Schmid on the Tuolumne classic On the Lamb (5.9) photo by Mikey Schaefer
A hard working regular Joe during the evening, Schmid transforms during daylight hours. When the sun comes up John Schmid is a rock crushing super hero! A solid trad climber with ascents of Zion’s Moonlight Buttress (V 5.12d), Indian Creek’s Optimator (5.13-), and an onsight of Yosemite’s Tales of Power (5.12b), John’s ability to crack climb comes from his years destroying the back of his hands in Indian Creek and Joshua Tree.
After becoming a crack warrior, Schmid headed to Yosemite in an attempt to learn to wall climb. “A few years ago, Geoff Christensen and I climbed the Regular Route on Half Dome (VI 5.9 A2) in a longish day. We topped out in the light. Then James Lucas encouraged us to climb the Nose in a Day. We believed him that we could do it. We made good time climbing to the Great Roof but then it got dark and we got tired. We only had ATCs. We fell asleep with the ropes wrapped around our arms to arrest the other climber’s fall. We topped out in 27 hours 45 minutes. It was a long day. Thanks. James.”
“I’m a good weekend climber,” said the notoriously modest Schmid. On a recent trip to Bishop, Schmid climbed his second, third, fourth, and fifth outdoor V6s. He hiked the steep Every Color You Are and then nearly flashed Atari, falling on the last move and then sending the problem a few minutes later. After a morning at the Buttermilks, where he claims to have gotten worked, Schmid dispatched Mr. Witty (v6) 2nd try and flashed Rene (V5 highball). He also sent Strength in Numbers (a highball V5) and Molly (v5) and French Press (v6) on a subsequent trip to the Sads. “I don’t boulder. I can’t hold things very well.”
John onsigting Tales of Power (5.12B) photo by Max Hasson
Despite his "inability" to boulder, Schmid climbs with a significant amount of tenacity and dedication. One morning, Schmid downed a half dozen Monster energy drinks and left Berkeley before sunrise to climb Yosemite’s classic Beggar’s Buttress (IV 5.11c). On arriving in “the Ditch”, it started raining. Neither John nor his partner had checked the weather. Determined to climb, Schmid smoked a couple cigarettes than hoofed down to Kaukulator, a slightly overhanging 5.11c test piece on the Rostrum. After hiking the crux, Schmid fought his way throw the notoriously difficult and sandbagged 10c offwidth at the top. Schmid grunted, moaned, and squirmed as he climbed the wrong way into the crack.

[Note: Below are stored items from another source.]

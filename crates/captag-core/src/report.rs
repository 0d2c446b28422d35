//! Run report rendering.
//!
//! The plain-text form is what lands in the processed folder; the JSON form
//! carries every per-file result for scripting.

use serde::Serialize;
use std::io;
use std::path::{Path, PathBuf};

use crate::types::{CaptionResult, RunCounters, RunSummary};

/// Aggregate counts plus per-file results of one run.
#[derive(Debug, Clone, Copy, Serialize)]
pub struct RunReport<'a> {
    pub counters: &'a RunCounters,
    pub results: &'a [CaptionResult],
}

impl<'a> RunReport<'a> {
    pub fn new(counters: &'a RunCounters, results: &'a [CaptionResult]) -> Self {
        Self { counters, results }
    }

    pub fn from_summary(summary: &'a RunSummary) -> Self {
        Self::new(&summary.counters, &summary.results)
    }

    /// Render the text report:
    ///
    /// ```text
    /// Processed: <n>
    /// Skipped: <n>
    /// Failed: <n>
    ///
    /// Failures:
    /// <name>: <error>
    /// ```
    pub fn render(&self) -> String {
        let mut lines = vec![
            format!("Processed: {}", self.counters.processed),
            format!("Skipped: {}", self.counters.skipped),
            format!("Failed: {}", self.counters.failed),
            String::new(),
            "Failures:".to_string(),
        ];
        lines.extend(self.results.iter().filter_map(|r| {
            r.error
                .as_ref()
                .map(|error| format!("{}: {}", r.file_name(), error))
        }));
        lines.join("\n")
    }

    /// Write the text report into `folder`, returning the file's path.
    pub fn write(&self, folder: &Path, report_name: &str) -> io::Result<PathBuf> {
        let path = folder.join(report_name);
        std::fs::write(&path, self.render())?;
        tracing::info!("Report saved: {:?}", path);
        Ok(path)
    }

    /// Serialize counts and results to JSON.
    pub fn to_json(&self, pretty: bool) -> Result<String, serde_json::Error> {
        if pretty {
            serde_json::to_string_pretty(self)
        } else {
            serde_json::to_string(self)
        }
    }
}

#[cfg(test)]
mod tests {
    use super::*;
    use crate::error::PipelineError;
    use crate::types::ImageFile;

    fn results() -> (RunCounters, Vec<CaptionResult>) {
        let ok = ImageFile::new(PathBuf::from("/p/ok.jpg"), 10);
        let bad = ImageFile::new(PathBuf::from("/p/bad.png"), 10);
        let results = vec![
            CaptionResult::success(&ok, "a cat".into(), vec!["cat".into()]),
            CaptionResult::failure(
                &bad,
                &PipelineError::Transport {
                    message: "HTTP 503".into(),
                    status_code: Some(503),
                },
            ),
        ];
        let mut counters = RunCounters::default();
        results.iter().for_each(|r| counters.record(r));
        (counters, results)
    }

    #[test]
    fn test_render_layout() {
        let (counters, results) = results();
        let text = RunReport::new(&counters, &results).render();
        assert_eq!(
            text,
            "Processed: 1\nSkipped: 0\nFailed: 1\n\nFailures:\nbad.png: [transport] HTTP 503"
        );
    }

    #[test]
    fn test_render_without_failures() {
        let counters = RunCounters::default();
        let text = RunReport::new(&counters, &[]).render();
        assert!(text.ends_with("Failures:"));
    }

    #[test]
    fn test_write_to_folder() {
        let dir = tempfile::tempdir().unwrap();
        let (counters, results) = results();
        let path = RunReport::new(&counters, &results)
            .write(dir.path(), "metadata_report.txt")
            .unwrap();
        assert_eq!(path, dir.path().join("metadata_report.txt"));
        assert!(std::fs::read_to_string(path).unwrap().starts_with("Processed: 1\n"));
    }

    #[test]
    fn test_json_carries_results() {
        let (counters, results) = results();
        let json = RunReport::new(&counters, &results).to_json(false).unwrap();
        let value: serde_json::Value = serde_json::from_str(&json).unwrap();
        assert_eq!(value["counters"]["failed"], 1);
        assert_eq!(value["results"][1]["error"]["kind"], "transport");
        assert_eq!(value["results"][0]["tags"][0], "cat");
    }
}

In an impressive onsight, Schmid clipped the anchors and started to lower. A quarter of the way back to the ground, Schmid yelled to his belayer to stop. For the second time that day it started raining- the second time it wasn't water but Schmid puking from the monstrous effort.
Untitled from James Lucas on Vimeo.
“I’m already a plastic prince,” said Schmid of his constant presence at the Touchstone gyms. A long time indoor climber, Schmid grew up in LaFayette and climbed at Conord’s Diablo Rock Gym before moving to Temescal. Schmid splits his time between Great Western Power Company and Berkeley Ironworks climbing with the tough guy sport crew. He climbs with Tony Calvert and Ethan Scwartz, whom he mostly climbs routes with. “I really want to climb 5.13 in the gym so that I can tell James (the Touchstone blogger). My climbing career peaked 5 years ago in Indian Creek. I want to get back to that high point and tell James.”
Schmid employs a well known climbing tactic- that of the sandbag. He enjoys downplaying his abilities and then serendipitously sending your project. I am thinking about punching in the head for all the times he's sandbagged me.
John on Equinox (5.12c) in Joshua Tree
Schmid will be spending the rest of the week in Bishop. James hopes to sandbag him before he heads back to the bay to send the 5.13 at Ironworks.